• **EXERCISE OBJECTIVE**
Output nothing but the lines from the first line of the entries to the line with "BoardAction (pure function)", inclusive, exactly as they read.

• **MATERIAL PROVIDED**

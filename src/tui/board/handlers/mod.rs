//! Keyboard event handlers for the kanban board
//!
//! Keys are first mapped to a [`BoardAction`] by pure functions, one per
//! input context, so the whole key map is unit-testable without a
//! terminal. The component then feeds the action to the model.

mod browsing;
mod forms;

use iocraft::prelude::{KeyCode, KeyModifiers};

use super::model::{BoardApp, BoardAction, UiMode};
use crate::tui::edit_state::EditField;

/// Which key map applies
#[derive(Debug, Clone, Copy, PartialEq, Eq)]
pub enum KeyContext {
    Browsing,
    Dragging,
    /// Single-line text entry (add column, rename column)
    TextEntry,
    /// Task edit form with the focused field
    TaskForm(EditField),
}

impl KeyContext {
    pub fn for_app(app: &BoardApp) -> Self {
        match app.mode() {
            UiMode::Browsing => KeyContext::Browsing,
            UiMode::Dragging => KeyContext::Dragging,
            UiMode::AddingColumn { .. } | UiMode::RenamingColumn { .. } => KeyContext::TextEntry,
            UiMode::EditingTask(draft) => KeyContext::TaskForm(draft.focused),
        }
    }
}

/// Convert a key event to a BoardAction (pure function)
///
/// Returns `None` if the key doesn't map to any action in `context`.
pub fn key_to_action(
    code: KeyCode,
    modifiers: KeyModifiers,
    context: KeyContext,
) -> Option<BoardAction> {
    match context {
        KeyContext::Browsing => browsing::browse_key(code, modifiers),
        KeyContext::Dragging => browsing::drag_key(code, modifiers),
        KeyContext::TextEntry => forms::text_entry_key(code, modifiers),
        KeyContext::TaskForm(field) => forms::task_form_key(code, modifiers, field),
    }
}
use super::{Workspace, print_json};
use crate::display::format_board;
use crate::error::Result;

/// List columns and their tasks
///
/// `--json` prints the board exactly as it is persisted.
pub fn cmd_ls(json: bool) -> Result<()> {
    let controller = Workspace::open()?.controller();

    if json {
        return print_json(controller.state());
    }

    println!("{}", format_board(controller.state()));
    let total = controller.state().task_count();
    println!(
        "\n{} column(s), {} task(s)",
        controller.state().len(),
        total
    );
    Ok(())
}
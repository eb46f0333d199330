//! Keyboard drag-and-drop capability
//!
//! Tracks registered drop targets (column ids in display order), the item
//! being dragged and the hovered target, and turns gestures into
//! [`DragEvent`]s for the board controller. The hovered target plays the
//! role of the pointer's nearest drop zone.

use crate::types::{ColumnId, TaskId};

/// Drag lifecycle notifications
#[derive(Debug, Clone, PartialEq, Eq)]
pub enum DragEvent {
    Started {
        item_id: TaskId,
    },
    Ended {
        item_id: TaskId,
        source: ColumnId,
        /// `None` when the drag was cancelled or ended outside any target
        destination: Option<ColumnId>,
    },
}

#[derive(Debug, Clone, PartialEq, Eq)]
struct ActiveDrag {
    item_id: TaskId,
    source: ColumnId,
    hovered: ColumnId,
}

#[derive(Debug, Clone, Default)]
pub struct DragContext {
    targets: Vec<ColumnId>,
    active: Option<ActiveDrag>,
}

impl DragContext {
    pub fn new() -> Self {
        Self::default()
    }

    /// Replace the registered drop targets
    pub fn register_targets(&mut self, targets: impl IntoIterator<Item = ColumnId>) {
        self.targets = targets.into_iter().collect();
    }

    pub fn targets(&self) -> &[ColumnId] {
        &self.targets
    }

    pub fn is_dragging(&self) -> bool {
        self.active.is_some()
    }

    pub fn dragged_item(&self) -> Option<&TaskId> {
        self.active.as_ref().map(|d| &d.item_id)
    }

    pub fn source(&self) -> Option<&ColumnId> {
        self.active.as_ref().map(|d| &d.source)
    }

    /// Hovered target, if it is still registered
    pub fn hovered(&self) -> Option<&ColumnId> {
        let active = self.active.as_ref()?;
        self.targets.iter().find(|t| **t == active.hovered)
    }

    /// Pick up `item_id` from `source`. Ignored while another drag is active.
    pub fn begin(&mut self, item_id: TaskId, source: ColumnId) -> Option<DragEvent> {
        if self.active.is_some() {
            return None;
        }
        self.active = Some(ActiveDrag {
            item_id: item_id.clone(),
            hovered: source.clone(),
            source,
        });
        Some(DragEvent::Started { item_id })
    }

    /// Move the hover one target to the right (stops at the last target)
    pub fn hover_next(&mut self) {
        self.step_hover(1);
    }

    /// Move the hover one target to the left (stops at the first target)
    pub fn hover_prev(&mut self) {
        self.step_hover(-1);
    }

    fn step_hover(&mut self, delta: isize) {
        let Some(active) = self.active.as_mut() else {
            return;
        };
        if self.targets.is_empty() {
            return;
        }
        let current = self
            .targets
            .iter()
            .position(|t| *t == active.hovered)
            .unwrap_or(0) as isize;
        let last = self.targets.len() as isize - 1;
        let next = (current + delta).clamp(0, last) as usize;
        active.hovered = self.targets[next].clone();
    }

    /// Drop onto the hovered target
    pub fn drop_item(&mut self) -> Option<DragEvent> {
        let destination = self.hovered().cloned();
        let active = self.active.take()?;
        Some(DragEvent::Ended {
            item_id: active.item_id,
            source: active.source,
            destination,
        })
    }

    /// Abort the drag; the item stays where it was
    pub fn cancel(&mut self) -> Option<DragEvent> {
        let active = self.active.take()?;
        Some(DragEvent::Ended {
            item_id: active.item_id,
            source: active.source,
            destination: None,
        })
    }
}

• **OUTPUT**
filename src/tui/board/handlers/mod.rs
//! Keyboard event handlers for the kanban board
//!
//! Keys are first mapped to a [`BoardAction`] by pure functions, one per
//! input context, so the whole key map is unit-testable without a
//! terminal. The component then feeds the action to the model.

mod browsing;
mod forms;

use iocraft::prelude::{KeyCode, KeyModifiers};

use super::model::{BoardApp, BoardAction, UiMode};
use crate::tui::edit_state::EditField;

/// Which key map applies
#[derive(Debug, Clone, Copy, PartialEq, Eq)]
pub enum KeyContext {
    Browsing,
    Dragging,
    /// Single-line text entry (add column, rename column)
    TextEntry,
    /// Task edit form with the focused field
    TaskForm(EditField),
}

impl KeyContext {
    pub fn for_app(app: &BoardApp) -> Self {
        match app.mode() {
            UiMode::Browsing => KeyContext::Browsing,
            UiMode::Dragging => KeyContext::Dragging,
            UiMode::AddingColumn { .. } | UiMode::RenamingColumn { .. } => KeyContext::TextEntry,
            UiMode::EditingTask(draft) => KeyContext::TaskForm(draft.focused),
        }
    }
}

/// Convert a key event to a BoardAction (pure function)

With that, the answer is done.